Please return the lines below verbatim, beginning at the one that has "display fields included" and stopping after the one that has "level: 4, ..UserStats::default()", and add no other lines.

============

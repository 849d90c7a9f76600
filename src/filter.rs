//! Derived task views: status filtering, text search, and the dashboard selectors

use itertools::Itertools;

use crate::grid::Today;
use crate::task::{Priority, Task, TaskStatus};

/// The status chips of the task list view
#[derive(Clone, Copy, Debug, PartialEq, Eq)]
pub enum StatusFilter {
    All,
    /// Pending tasks only
    Active,
    Completed,
    /// High-priority tasks, whatever their status
    HighPriority,
}

impl Default for StatusFilter {
    fn default() -> Self {
        StatusFilter::All
    }
}

impl StatusFilter {
    fn accepts(&self, task: &Task) -> bool {
        match self {
            StatusFilter::All => true,
            StatusFilter::Active => task.status() == TaskStatus::Pending,
            StatusFilter::Completed => task.status() == TaskStatus::Completed,
            StatusFilter::HighPriority => task.priority() == Priority::High,
        }
    }
}

/// The task list view's filter state
#[derive(Clone, Debug, Default)]
pub struct TaskFilter {
    pub status: StatusFilter,
    /// Case-insensitive substring search over title and category
    pub search: Option<String>,
}

impl TaskFilter {
    fn matches_search(&self, task: &Task) -> bool {
        let query = match &self.search {
            Some(q) if !q.trim().is_empty() => q.trim().to_lowercase(),
            _ => return true,
        };
        if task.title().to_lowercase().contains(&query) {
            return true;
        }
        task.category().map(|c| c.to_lowercase().contains(&query)).unwrap_or(false)
    }
}

/// Apply a filter to a task list, preserving input order
pub fn filter_tasks<'a>(tasks: &'a [Task], filter: &TaskFilter) -> Vec<&'a Task> {
    tasks.iter()
        .filter(|task| filter.status.accepts(task))
        .filter(|task| filter.matches_search(task))
        .collect()
}

/// A dated, pending task whose due day is already behind us
pub fn is_overdue(task: &Task, today: &Today) -> bool {
    match task.due_day() {
        Some(day) => task.status() == TaskStatus::Pending && day < today.date(),
        None => false,
    }
}

/// The dashboard's "recent tasks" strip: newest first by creation time, truncated.
/// Tasks without a creation time sort last.
pub fn recent_tasks<'a>(tasks: &'a [Task], limit: usize) -> Vec<&'a Task> {
    tasks.iter()
        .sorted_by(|a, b| b.created_at().cmp(&a.created_at()))
        .take(limit)
        .collect()
}


#[cfg(test)]
mod tests {
    use super::*;
    use crate::task::due_date_wire;
    use chrono::NaiveDate;

    fn task(title: &str, priority: Priority, status: TaskStatus, category: Option<&str>) -> Task {
        let mut task = Task::new(title.to_string(), priority, None, category.map(String::from));
        task.set_status(status);
        task
    }

    fn sample_tasks() -> Vec<Task> {
        vec![
            task("Pay rent", Priority::High, TaskStatus::Pending, Some("home")),
            task("Buy milk", Priority::Low, TaskStatus::Completed, Some("groceries")),
            task("Renew passport", Priority::High, TaskStatus::Completed, None),
            task("Call mom", Priority::Medium, TaskStatus::Pending, None),
        ]
    }

    #[test]
    fn status_filters() {
        let tasks = sample_tasks();
        let pick = |status| {
            let filter = TaskFilter { status, search: None };
            filter_tasks(&tasks, &filter).len()
        };
        assert_eq!(pick(StatusFilter::All), 4);
        assert_eq!(pick(StatusFilter::Active), 2);
        assert_eq!(pick(StatusFilter::Completed), 2);
        assert_eq!(pick(StatusFilter::HighPriority), 2);
    }

    #[test]
    fn search_matches_title_and_category() {
        let tasks = sample_tasks();
        let search = |query: &str| {
            let filter = TaskFilter { status: StatusFilter::All, search: Some(query.to_string()) };
            filter_tasks(&tasks, &filter).len()
        };
        assert_eq!(search("RENT"), 1);
        assert_eq!(search("groceries"), 1);
        assert_eq!(search("  "), 4);
        assert_eq!(search("nothing matches this"), 0);
    }

    #[test]
    fn overdue_needs_a_past_due_day_and_a_pending_status() {
        let today = Today::fixed(NaiveDate::from_ymd_opt(2024, 3, 1).unwrap());
        let mut late = task("Late", Priority::Low, TaskStatus::Pending, None);
        late.set_due_date(due_date_wire::parse_lenient("2024-02-20T10:00:00"));
        assert!(is_overdue(&late, &today));

        // due later today is not overdue
        late.set_due_date(due_date_wire::parse_lenient("2024-03-01T23:00:00"));
        assert!(!is_overdue(&late, &today));

        late.set_due_date(due_date_wire::parse_lenient("2024-02-20T10:00:00"));
        late.set_status(TaskStatus::Completed);
        assert!(!is_overdue(&late, &today));

        let undated = task("Undated", Priority::Low, TaskStatus::Pending, None);
        assert!(!is_overdue(&undated, &today));
    }

    #[test]
    fn recent_tasks_are_newest_first() {
        let mk = |title: &str, created: &str| {
            Task::new_with_parameters(
                title.into(),
                title.to_string(),
                Priority::Low,
                TaskStatus::Pending,
                None,
                None,
                due_date_wire::parse_lenient(created),
            )
        };
        let tasks = vec![
            mk("old", "2024-01-01T08:00:00"),
            mk("newest", "2024-03-01T08:00:00"),
            mk("middle", "2024-02-01T08:00:00"),
        ];
        let recent = recent_tasks(&tasks, 2);
        let titles: Vec<&str> = recent.iter().map(|t| t.title()).collect();
        assert_eq!(titles, vec!["newest", "middle"]);
    }
}
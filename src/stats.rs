//! Gamification: XP rewards, levels, streaks and achievements.
//!
//! The backend owns the authoritative numbers; these are the same formulas, reimplemented as
//! pure functions so views can predict rewards and render progress without a round-trip.

use std::collections::HashSet;

use chrono::NaiveDate;
use serde::{Deserialize, Serialize};

use crate::task::Priority;

/// XP awarded for completing any task, before bonuses
pub const BASE_XP: u32 = 10;
/// XP per streak day
pub const STREAK_XP_MULTIPLIER: u32 = 5;
/// The streak bonus never exceeds this
pub const MAX_STREAK_BONUS: u32 = 50;

/// The priority bonus added on top of [`BASE_XP`]
pub fn priority_bonus(priority: Priority) -> u32 {
    match priority {
        Priority::Low => 5,
        Priority::Medium => 10,
        Priority::High => 20,
    }
}

/// The XP reward for completing a task at a given streak
pub fn xp_reward(priority: Priority, current_streak: u32) -> u32 {
    let streak_bonus = (current_streak * STREAK_XP_MULTIPLIER).min(MAX_STREAK_BONUS);
    BASE_XP + priority_bonus(priority) + streak_bonus
}

/// Level = 1 + floor(sqrt(total_xp / 100))
pub fn level_for_xp(total_xp: u32) -> u32 {
    1 + ((total_xp / 100) as f64).sqrt().floor() as u32
}

/// The total XP at which a level starts
pub fn level_floor_xp(level: u32) -> u32 {
    level.saturating_sub(1).pow(2) * 100
}

/// The total XP needed to reach the next level
pub fn level_ceiling_xp(level: u32) -> u32 {
    level.pow(2) * 100
}

/// Progress through the current level, in `0.0..=1.0` (the dashboard progress bar)
pub fn level_progress(total_xp: u32) -> f64 {
    let level = level_for_xp(total_xp);
    let floor = level_floor_xp(level);
    let ceiling = level_ceiling_xp(level);
    let progress = (total_xp - floor) as f64 / (ceiling - floor) as f64;
    progress.min(1.0)
}


/// A user's gamification counters, as served by `GET /gamification/stats`
#[derive(Clone, Debug, PartialEq, Serialize, Deserialize)]
pub struct UserStats {
    #[serde(default)]
    pub total_xp: u32,
    #[serde(default = "default_level")]
    pub level: u32,
    #[serde(default)]
    pub tasks_completed: u32,
    #[serde(default)]
    pub current_streak: u32,
    #[serde(default)]
    pub longest_streak: u32,
    #[serde(default)]
    pub last_completion_date: Option<NaiveDate>,
}

fn default_level() -> u32 {
    1
}

impl Default for UserStats {
    fn default() -> Self {
        Self {
            total_xp: 0,
            level: 1,
            tasks_completed: 0,
            current_streak: 0,
            longest_streak: 0,
            last_completion_date: None,
        }
    }
}

/// What a single completion earned
#[derive(Clone, Debug, PartialEq)]
pub struct CompletionReward {
    pub xp_earned: u32,
    pub total_xp: u32,
    pub level: u32,
    pub level_up: bool,
}

impl UserStats {
    /// Advance the streak for a completion happening on `today`.
    ///
    /// First completion ever starts a streak of 1; a second completion the same day changes
    /// nothing; a completion on the next day extends the streak; any longer gap resets it.
    pub fn update_streak(&mut self, today: NaiveDate) {
        match self.last_completion_date {
            None => {
                self.current_streak = 1;
                self.longest_streak = 1;
            }
            Some(last) if last == today => {}
            Some(last) if (today - last).num_days() == 1 => {
                self.current_streak += 1;
                self.longest_streak = self.longest_streak.max(self.current_streak);
            }
            Some(_) => {
                self.current_streak = 1;
            }
        }
        self.last_completion_date = Some(today);
    }

    /// Record a task completion: advance the streak, award XP, recompute the level
    pub fn record_completion(&mut self, priority: Priority, today: NaiveDate) -> CompletionReward {
        self.update_streak(today);

        let xp_earned = xp_reward(priority, self.current_streak);
        let old_level = self.level;

        self.total_xp += xp_earned;
        self.tasks_completed += 1;
        self.level = level_for_xp(self.total_xp);

        CompletionReward {
            xp_earned,
            total_xp: self.total_xp,
            level: self.level,
            level_up: self.level > old_level,
        }
    }

    /// Apply the one-off XP bonus of a freshly unlocked achievement
    pub fn apply_achievement_bonus(&mut self, achievement: &Achievement) {
        self.total_xp += achievement.xp_reward;
        self.level = level_for_xp(self.total_xp);
    }
}


/// What it takes to unlock an achievement
#[derive(Clone, Debug, PartialEq, Serialize, Deserialize)]
#[serde(tag = "requirement_type", content = "requirement_value", rename_all = "snake_case")]
pub enum Requirement {
    TasksCount(u32),
    Streak(u32),
    Level(u32),
}

#[derive(Clone, Debug, PartialEq, Serialize, Deserialize)]
pub struct Achievement {
    pub name: String,
    /// The one-off XP bonus awarded when this achievement unlocks
    #[serde(default)]
    pub xp_reward: u32,
    #[serde(flatten)]
    pub requirement: Requirement,
}

impl Requirement {
    fn met_by(&self, stats: &UserStats) -> bool {
        match self {
            Requirement::TasksCount(n) => stats.tasks_completed >= *n,
            Requirement::Streak(n) => stats.current_streak >= *n,
            Requirement::Level(n) => stats.level >= *n,
        }
    }
}

/// The achievements these stats unlock for the first time.
/// `already_unlocked` holds the names of achievements the user owns.
pub fn newly_unlocked<'a>(
    stats: &UserStats,
    all: &'a [Achievement],
    already_unlocked: &HashSet<String>,
) -> Vec<&'a Achievement> {
    all.iter()
        .filter(|a| !already_unlocked.contains(&a.name))
        .filter(|a| a.requirement.met_by(stats))
        .collect()
}


#[cfg(test)]
mod tests {
    use super::*;

    fn day(s: &str) -> NaiveDate {
        s.parse().unwrap()
    }

    #[test]
    fn xp_rewards() {
        assert_eq!(xp_reward(Priority::Low, 0), 15);
        assert_eq!(xp_reward(Priority::Medium, 1), 25);
        assert_eq!(xp_reward(Priority::High, 3), 45);
        // streak bonus caps at 50
        assert_eq!(xp_reward(Priority::High, 100), BASE_XP + 20 + MAX_STREAK_BONUS);
    }

    #[test]
    fn levels() {
        assert_eq!(level_for_xp(0), 1);
        assert_eq!(level_for_xp(99), 1);
        assert_eq!(level_for_xp(100), 2);
        assert_eq!(level_for_xp(399), 2);
        assert_eq!(level_for_xp(400), 3);
        assert_eq!(level_floor_xp(3), 400);
        assert_eq!(level_ceiling_xp(3), 900);
    }

    #[test]
    fn level_progress_stays_in_unit_range() {
        assert_eq!(level_progress(0), 0.0);
        assert!((level_progress(50) - 0.5).abs() < 1e-9);
        assert!(level_progress(899) < 1.0);
        for xp in (0..5000).step_by(37) {
            let p = level_progress(xp);
            assert!((0.0..=1.0).contains(&p), "progress {} out of range for {} XP", p, xp);
        }
    }

    #[test]
    fn streak_lifecycle() {
        let mut stats = UserStats::default();

        stats.update_streak(day("2024-03-01"));
        assert_eq!(stats.current_streak, 1);
        assert_eq!(stats.longest_streak, 1);

        // same day: unchanged
        stats.update_streak(day("2024-03-01"));
        assert_eq!(stats.current_streak, 1);

        // consecutive day: extended
        stats.update_streak(day("2024-03-02"));
        assert_eq!(stats.current_streak, 2);
        assert_eq!(stats.longest_streak, 2);

        // gap: reset, longest retained
        stats.update_streak(day("2024-03-10"));
        assert_eq!(stats.current_streak, 1);
        assert_eq!(stats.longest_streak, 2);
    }

    #[test]
    fn completion_awards_xp_and_levels_up() {
        let mut stats = UserStats { level: 1, ..UserStats::default() };

        let reward = stats.record_completion(Priority::High, day("2024-03-01"));
        // 10 base + 20 high + 5 streak-of-one
        assert_eq!(reward.xp_earned, 35);
        assert_eq!(stats.tasks_completed, 1);
        assert!(!reward.level_up);

        stats.total_xp = 95;
        let reward = stats.record_completion(Priority::Low, day("2024-03-02"));
        assert!(reward.level_up);
        assert_eq!(reward.level, 2);
    }

    #[test]
    fn achievements_unlock_once() {
        let all = vec![
            Achievement { name: "First steps".into(), xp_reward: 10, requirement: Requirement::TasksCount(1) },
            Achievement { name: "On fire".into(), xp_reward: 75, requirement: Requirement::Streak(7) },
        ];
        let mut owned = HashSet::new();

        let stats = UserStats { tasks_completed: 3, current_streak: 2, ..UserStats::default() };
        let fresh = newly_unlocked(&stats, &all, &owned);
        assert_eq!(fresh.len(), 1);
        assert_eq!(fresh[0].name, "First steps");

        owned.insert("First steps".to_string());
        assert!(newly_unlocked(&stats, &all, &owned).is_empty());
    }

    #[test]
    fn level_achievements_parse_and_unlock() {
        // the backend's record shape, extra display fields included
        let achievement: Achievement = serde_json::from_str(r#"{
            "name": "Level 5 Champion",
            "description": "Reach Level 5",
            "badge_icon": "X",
            "requirement_type": "level",
            "requirement_value": 5,
            "xp_reward": 50
        }"#).unwrap();
        assert_eq!(achievement.requirement, Requirement::Level(5));
        assert_eq!(achievement.xp_reward, 50);

        let all = vec![achievement];
        let owned = HashSet::new();
        let stats = UserStats { level: 4, ..UserStats::default() };
        assert!(newly_unlocked(&stats, &all, &owned).is_empty());

        let stats = UserStats { level: 5, ..UserStats::default() };
        assert_eq!(newly_unlocked(&stats, &all, &owned).len(), 1);
    }

    #[test]
    fn achievement_bonus_can_itself_level_up() {
        let achievement = Achievement {
            name: "Task Master".into(),
            xp_reward: 100,
            requirement: Requirement::TasksCount(100),
        };
        let mut stats = UserStats { total_xp: 95, level: 1, ..UserStats::default() };
        stats.apply_achievement_bonus(&achievement);
        assert_eq!(stats.total_xp, 195);
        assert_eq!(stats.level, 2);
    }

    #[test]
    fn level_floor_is_total() {
        assert_eq!(level_floor_xp(1), 0);
        assert_eq!(level_floor_xp(0), 0);
    }
}
///! Some utility functions

use crate::grid::{MonthGrid, Today, DAY_NAMES};
use crate::index::DateIndex;
use crate::task::{priority_style, Task};

/// A debug utility that pretty-prints a task
pub fn print_task(task: &Task) {
    let completion = if task.completed() { "✓" } else { " " };
    let style = priority_style(Some(task.priority()));
    let due = task.due_key().map(|k| k.to_string()).unwrap_or_else(|| String::from("(undated)"));
    println!("    {} [{}] {}\t{}", completion, style.label, task.title(), due);
}

/// A debug utility that pretty-prints a list of tasks
pub fn print_task_list(title: &str, tasks: &[&Task]) {
    println!("{}", title);
    for task in tasks {
        print_task(task);
    }
}

/// A debug utility that renders a month grid on the console.
///
/// One line per week; filler days are parenthesized, today is marked with `*`, and days with
/// tasks show their count.
pub fn print_month_grid(grid: &MonthGrid, today: &Today) {
    println!("{} {}", grid.month().name(), grid.month().year());
    for day_name in &DAY_NAMES {
        print!("  {}  ", day_name);
    }
    println!();

    for week in grid.cells().chunks(7) {
        for cell in week {
            let date = cell.date();
            let marker = if today.contains(&date) { "*" } else { " " };
            let count = if cell.task_count() > 0 {
                format!("{}", cell.task_count())
            } else {
                String::from(" ")
            };
            if cell.in_current_month() {
                print!(" {:>2}{}{} ", date.day, marker, count);
            } else {
                print!("({:>2}){} ", date.day, count);
            }
        }
        println!();
    }
}

/// Print the whole calendar view: the grid plus the tasks due on the selected day
pub fn print_calendar(grid: &MonthGrid, index: &DateIndex, today: &Today) {
    print_month_grid(grid, today);

    let due_today = index.tasks_on(&today.key());
    if due_today.is_empty() {
        println!("Nothing due today");
    } else {
        print_task_list("Due today:", due_today);
    }
}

============

▶ _SOLUTION TO THE EXERCISE_:
        // the backend's record shape, extra display fields included
        let achievement: Achievement = serde_json::from_str(r#"{
            "name": "Level 5 Champion",
            "description": "Reach Level 5",
            "badge_icon": "X",
            "requirement_type": "level",
            "requirement_value": 5,
            "xp_reward": 50
        }"#).unwrap();
        assert_eq!(achievement.requirement, Requirement::Level(5));
        assert_eq!(achievement.xp_reward, 50);

        let all = vec![achievement];
        let owned = HashSet::new();
        let stats = UserStats { level: 4, ..UserStats::default() };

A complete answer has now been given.